Ombudsman Ann Abraham yesterday accused the regulators of watching Equitable Life sailing towards disaster and doing nothing to prevent it. Giving evidence to the Public Administration Select Committee, she compared Equitable in 2001 to a ship about to go over a waterfall, while the regulators - the Department of Trade and Industry, the Government Actuary's Department and Financial Services Authority - looked on complacently.

 

They were mesmerised, she said, and appeared to be convinced that the ship would somehow manage to perform a miraculous u-turn.


"Here was a long-established, extremely well thought-of, highly successful society that had been that way since anybody could remember," Ms Abraham said. "Somehow, although the stark facts were in front of them, they couldn't quite believe it.
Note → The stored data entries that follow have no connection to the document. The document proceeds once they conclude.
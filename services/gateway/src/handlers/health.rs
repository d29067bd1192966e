use crate::models::HealthResponse;
use axum::Json;

/// Liveness probe: always `{"ok": true}` once serving.
pub async fn health() -> Json<HealthResponse> {
    Json(HealthResponse { ok: true })
}
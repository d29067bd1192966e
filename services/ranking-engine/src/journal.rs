//! Append-only ranking journal with checksums
//!
//! Durable record of every store mutation: competitor creations and match
//! commits. State is rebuilt on startup by replaying the journal through
//! the rating engine, which is deterministic.
//!
//! # Binary Format (per entry)
//! ```text
//! [payload_len: u32]
//! [payload: bincode-serialized JournalRecord]
//! [checksum: u32]  // CRC32C over payload
//! ```
//!
//! A truncated or corrupt tail entry ends replay at the last good record;
//! everything before it is trusted.

use crc32c::crc32c;
use serde::{Deserialize, Serialize};
use std::fs::{File, OpenOptions};
use std::io::{self, BufWriter, Write};
use std::path::{Path, PathBuf};
use thiserror::Error;
use tracing::warn;

use types::ids::CompetitorId;
use types::matches::MatchRecord;

// ── Errors ──────────────────────────────────────────────────────────

#[derive(Error, Debug)]
pub enum JournalError {
    #[error("IO error: {0}")]
    Io(#[from] io::Error),

    #[error("serialization error: {0}")]
    Serialization(String),
}

// ── Journal Record ──────────────────────────────────────────────────

/// One persisted store mutation.
#[derive(Debug, Clone, PartialEq, Serialize, Deserialize)]
pub enum JournalRecord {
    /// A competitor was created with its initial rating.
    CompetitorCreated { id: CompetitorId, rating: i32 },
    /// A match was committed. Ratings are not stored: replay re-applies
    /// the Elo update, which is deterministic given the creation entries.
    MatchPlayed(MatchRecord),
}

// ── Writer ──────────────────────────────────────────────────────────

/// Append-only journal writer.
pub struct MatchJournal {
    path: PathBuf,
    writer: BufWriter<File>,
}

impl MatchJournal {
    /// Open (or create) the journal at `path` for appending.
    pub fn open(path: impl AsRef<Path>) -> Result<Self, JournalError> {
        let path = path.as_ref().to_path_buf();
        let file = OpenOptions::new().create(true).append(true).open(&path)?;
        Ok(Self {
            path,
            writer: BufWriter::new(file),
        })
    }

    pub fn path(&self) -> &Path {
        &self.path
    }

    /// Append one record and flush it to the OS.
    ///
    /// The caller treats a failed append as a failed commit: nothing in
    /// memory may change unless this returns Ok.
    pub fn append(&mut self, record: &JournalRecord) -> Result<(), JournalError> {
        let payload =
            bincode::serialize(record).map_err(|e| JournalError::Serialization(e.to_string()))?;
        let checksum = crc32c(&payload);

        self.writer.write_all(&(payload.len() as u32).to_le_bytes())?;
        self.writer.write_all(&payload)?;
        self.writer.write_all(&checksum.to_le_bytes())?;
        self.writer.flush()?;
        self.writer.get_ref().sync_data()?;
        Ok(())
    }

    /// Read every intact record from the journal at `path`.
    ///
    /// A short or checksum-failing tail ends the read at the last good
    /// entry with a warning; a missing file reads as empty.
    pub fn read_all(path: impl AsRef<Path>) -> Result<Vec<JournalRecord>, JournalError> {
        let path = path.as_ref();
        let bytes = match std::fs::read(path) {
            Ok(bytes) => bytes,
            Err(e) if e.kind() == io::ErrorKind::NotFound => return Ok(Vec::new()),
            Err(e) => return Err(e.into()),
        };

        let mut records = Vec::new();
        let mut offset = 0usize;

        while offset < bytes.len() {
            if offset + 4 > bytes.len() {
                warn!(path = %path.display(), offset, "truncated journal frame header, stopping replay");
                break;
            }
            let len = u32::from_le_bytes(bytes[offset..offset + 4].try_into().unwrap()) as usize;
            let payload_start = offset + 4;
            let payload_end = payload_start + len;
            let frame_end = payload_end + 4;
            if frame_end > bytes.len() {
                warn!(path = %path.display(), offset, "truncated journal frame, stopping replay");
                break;
            }

            let payload = &bytes[payload_start..payload_end];
            let stored =
                u32::from_le_bytes(bytes[payload_end..frame_end].try_into().unwrap());
            if crc32c(payload) != stored {
                warn!(path = %path.display(), offset, "journal checksum mismatch, stopping replay");
                break;
            }

            match bincode::deserialize::<JournalRecord>(payload) {
                Ok(record) => records.push(record),
                Err(e) => {
                    warn!(path = %path.display(), offset, error = %e, "undecodable journal record, stopping replay");
                    break;
                }
            }
            offset = frame_end;
        }

        Ok(records)
    }
}

#[cfg(test)]
mod tests {
    use super::*;
    use types::ids::CompetitorId;

    fn sample_match(sequence: u64) -> JournalRecord {
        JournalRecord::MatchPlayed(MatchRecord {
            sequence,
            winner: CompetitorId::new("alice"),
            loser: CompetitorId::new("bob"),
            draw: false,
            occurred_at: 1_708_123_456_789,
        })
    }

    #[test]
    fn append_then_read_round_trips() {
        let dir = tempfile::tempdir().unwrap();
        let path = dir.path().join("ranker.journal");

        let created = JournalRecord::CompetitorCreated {
            id: CompetitorId::new("alice"),
            rating: 1000,
        };
        {
            let mut journal = MatchJournal::open(&path).unwrap();
            journal.append(&created).unwrap();
            journal.append(&sample_match(1)).unwrap();
        }

        let records = MatchJournal::read_all(&path).unwrap();
        assert_eq!(records, vec![created, sample_match(1)]);
    }

    #[test]
    fn missing_file_reads_as_empty() {
        let dir = tempfile::tempdir().unwrap();
        let records = MatchJournal::read_all(dir.path().join("absent.journal")).unwrap();
        assert!(records.is_empty());
    }

    #[test]
    fn corrupt_tail_is_truncated() {
        let dir = tempfile::tempdir().unwrap();
        let path = dir.path().join("ranker.journal");

        {
            let mut journal = MatchJournal::open(&path).unwrap();
            journal.append(&sample_match(1)).unwrap();
            journal.append(&sample_match(2)).unwrap();
        }

        // Flip a byte inside the last frame's checksum.
        let mut bytes = std::fs::read(&path).unwrap();
        let last = bytes.len() - 1;
        bytes[last] ^= 0xFF;
        std::fs::write(&path, &bytes).unwrap();

        let records = MatchJournal::read_all(&path).unwrap();
        assert_eq!(records, vec![sample_match(1)]);
    }

    #[test]
    fn reopening_appends_after_existing_entries() {
        let dir = tempfile::tempdir().unwrap();
        let path = dir.path().join("ranker.journal");

        {
            let mut journal = MatchJournal::open(&path).unwrap();
            journal.append(&sample_match(1)).unwrap();
        }
        {
            let mut journal = MatchJournal::open(&path).unwrap();
            journal.append(&sample_match(2)).unwrap();
        }

        let records = MatchJournal::read_all(&path).unwrap();
        assert_eq!(records.len(), 2);
    }
}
There was a sort of sense that 'somehow it will come right'.”

 

These words were the first that Ms Abraham had uttered in public about the Equitable debacle since the publication in July of her 2,819-page report into Equitable’s near-collapse, entitled A Decade of Regulatory Failure, seven years ago. The society, which had 1.5 million policyholders, was forced to close to new business after finding that it was unable to pay out guaranteed annuities.
 
The select committee was beginning its examination of the report yesterday. They have to consider her finding that the regulators were guilty of "comprehensive failure", and her recommendation for the Government to set up and fund a compensation scheme for policyholders.

 

This is probably the best chance policyholders have of securing winning compensation: some of them lost up to half of their life savings. An estimated 30,000 policyholders have died since Equitable was forced to close to new business in 2001.

 

When the Abraham report was published in July, the Government said it would respond "in the autumn". It may be an encouraging sign that it has not rejected the recommendations outright.